SOUTH SAN FRANCISCO, Calif., Dec. 02, 2024 (GLOBE NEWSWIRE) -- Senti Biosciences, Inc. (Nasdaq: SNTI) (“Senti Bio” or the “Company”), a clinical-stage biotechnology company developing next-generation cell and gene therapies using its proprietary Gene Circuit platform, today reported positive initial clinical data from a Phase 1 clinical trial of SENTI-202, a potential first-in-class Logic Gated off-the-shelf chimeric antigen receptor natural killer (“CAR-NK”) investigational cell therapy, for the treatment of relapsed/refractory (“R/R”) hematologic malignancies including acute myeloid leukemia (“AML”). SENTI-202 is designed to selectively target and eliminate CD33 and/or FLT3- expressing hematologic malignancies, including AML, while sparing healthy bone marrow cells.

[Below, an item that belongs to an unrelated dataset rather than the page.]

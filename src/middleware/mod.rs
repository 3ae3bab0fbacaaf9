//! Middleware del sistema

pub mod cors;

pub use cors::*;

Three AML patients have been treated at the lowest dose level (1.0 billion CAR+ NK cells per dose) and, as of the data cutoff date of September 19, 2024, two achieved complete remission (“CR”), confirmed by bone marrow biopsy, which includes blast reduction and recovery of blood cells to normal ranges. In addition, both patients were assessed as measurable residual disease (“MRD”) negative after treatment, which is defined as no detectable cancer cells present in a bone marrow sample by the most sensitive locally available method. As of today, both patients continue to maintain their remission (4+ months and 3+ months, respectively). In all three patients, SENTI-202 was generally well-tolerated with an adverse event profile consistent with the use of lymphodepleting chemotherapy in patients with AML.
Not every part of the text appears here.